Butt of Lewis
"Le vent au Butt of Lewis frappe si fort qu'on a l'impression que l'île essaie de se débarrasser de vous. Je suis resté trois heures."
La route au nord depuis Stornoway traverse des tourbières qui semblent s’étendre à l’infini — plates, noires, sectionnées par des fossés de drainage, ponctuées par l’occasionnelle maison blanche avec sa pile de tourbe à côté de la porte. Les villages se font rares à mesure qu’on avance vers le nord : Port of Ness, Eoropie, et puis la route se termine simplement sur un parking où un panneau en anglais et en gaélique confirme que c’est, en effet, la fin. J’ai marché le chemin vers le phare dans une tempête qui arrivait de l’Atlantique sans rien entre elle et moi à part la largeur d’un océan, et j’ai compris pour la première fois ce que les gens veulent dire quand ils disent qu’un endroit est balayé par les vents.
Le phare est rouge-brique et trapu, construit en 1862 pour avertir les navires du récif qui s’étend dans le Minch, et il se dresse sur des falaises de basalte noir qui tombent trente mètres dans une eau de la couleur de l’étain martelé. Depuis la rambarde du phare — quand le vent vous permet d’approcher la rambarde — on peut voir le rocher de Sula Sgeir au nord-nord-ouest, à peine visible par temps clair, l’île où les hommes de Ness récoltent encore des fous de Bassan pour la récolte traditionnelle qu’ils pratiquent depuis des siècles. Il n’y a rien d’autre. Aucune île entre ici et l’Islande qui vaille la peine d’être mentionnée.
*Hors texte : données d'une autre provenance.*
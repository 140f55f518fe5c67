//! # Structured Logging Module
//!
//! Environment-aware structured logging for applications embedding the bus.
//! The library itself only emits `tracing` events; installing a subscriber is
//! left to the application, which can use the helpers here.

use std::sync::OnceLock;

use tracing_subscriber::{fmt, layer::SubscriberExt, util::SubscriberInitExt, EnvFilter, Layer};

use crate::config::LoggingConfig;
use crate::constants::env::{ENVIRONMENT, ENVIRONMENT_FALLBACK};

static LOGGER_INITIALIZED: OnceLock<()> = OnceLock::new();

/// Initialize structured logging with environment-specific defaults
pub fn init_structured_logging() {
    init_with_config(&LoggingConfig::default());
}

/// Initialize structured logging, honouring an explicit level and format
///
/// `RUST_LOG` takes precedence over both the configured and the environment
/// level. Only the first call has an effect.
pub fn init_with_config(config: &LoggingConfig) {
    LOGGER_INITIALIZED.get_or_init(|| {
        let environment = get_environment();
        let log_level = config
            .level
            .clone()
            .unwrap_or_else(|| get_log_level(&environment).to_string());

        let filter =
            EnvFilter::try_from_default_env().unwrap_or_else(|_| EnvFilter::new(&log_level));

        let layer = if config.json {
            fmt::layer()
                .with_target(true)
                .with_thread_ids(true)
                .with_level(true)
                .with_ansi(false)
                .json()
                .with_filter(filter)
                .boxed()
        } else {
            fmt::layer()
                .with_target(true)
                .with_thread_ids(true)
                .with_level(true)
                .with_ansi(true)
                .with_filter(filter)
                .boxed()
        };

        // A global subscriber may already be installed by the host application
        if tracing_subscriber::registry().with(layer).try_init().is_err() {
            tracing::debug!(
                "Global tracing subscriber already initialized - continuing with existing subscriber"
            );
        }

        tracing::info!(
            environment = %environment,
            level = %log_level,
            json = config.json,
            "Structured logging initialized"
        );
    });
}

/// Get current environment from environment variables
fn get_environment() -> String {
    std::env::var(ENVIRONMENT)
        .or_else(|_| std::env::var(ENVIRONMENT_FALLBACK))
        .unwrap_or_else(|_| "development".to_string())
}

/// Get log level based on environment
fn get_log_level(environment: &str) -> &'static str {
    match environment {
        "test" => "debug",
        "development" => "debug",
        "production" => "info",
        _ => "debug",
    }
}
Les fous de Bassan sont le spectacle. Ils travaillent les courants ascendants de la paroi de la falaise sous le phare en groupes lâches de dix ou vingt — blancs avec des pointes d’ailes noires, presque trois mètres d’envergure quand ils se déploient — se pliant dans le piqué au dernier instant avec une violence qui semble excessive pour attraper un seul maquereau. Je les ai regardés pendant une heure depuis le bord de la falaise, allongé à plat contre l’herbe à l’abri du vent. Le son quand ils se plient et frappent l’eau monte jusqu’en haut : un rapport sourd et commotionnel, puis rien, puis l’oiseau remonte avec son poisson et tout recommence.

Le village de Ness au sud est la dernière communauté d’importance avant la pointe, et mérite une visite lente : maisons de croft, le centre patrimonial An Comunn Eachdraidh et un petit café qui fait des sandwichs et du café au lait dans une salle avec la chaleur délibérée d’un endroit qui sait qu’il est la dernière pièce chaude pour un moment. J’y suis allé deux fois, une fois à l’aller et une fois au retour, les deux fois profondément reconnaissant pour le chocolat chaud. La femme derrière le comptoir n’a pas demandé où j’allais. Elle pouvait le savoir à l’expression sur mon visage.
Quand y aller : L’été pour l’activité des fous de Bassan et la lumière longue et dramatique sur les falaises — le Butt en juin est éclairé jusqu’à onze heures du soir et les falaises brillent d’orange dans le soleil bas. L’automne pour les tempêtes, qui sont spectaculaires quand la houle atlantique est en marche : des murs d’embruns sur le récif, le faisceau du phare visible à travers la pluie. Dans tous les cas apportez un coupe-vent en lequel vous croyez vraiment.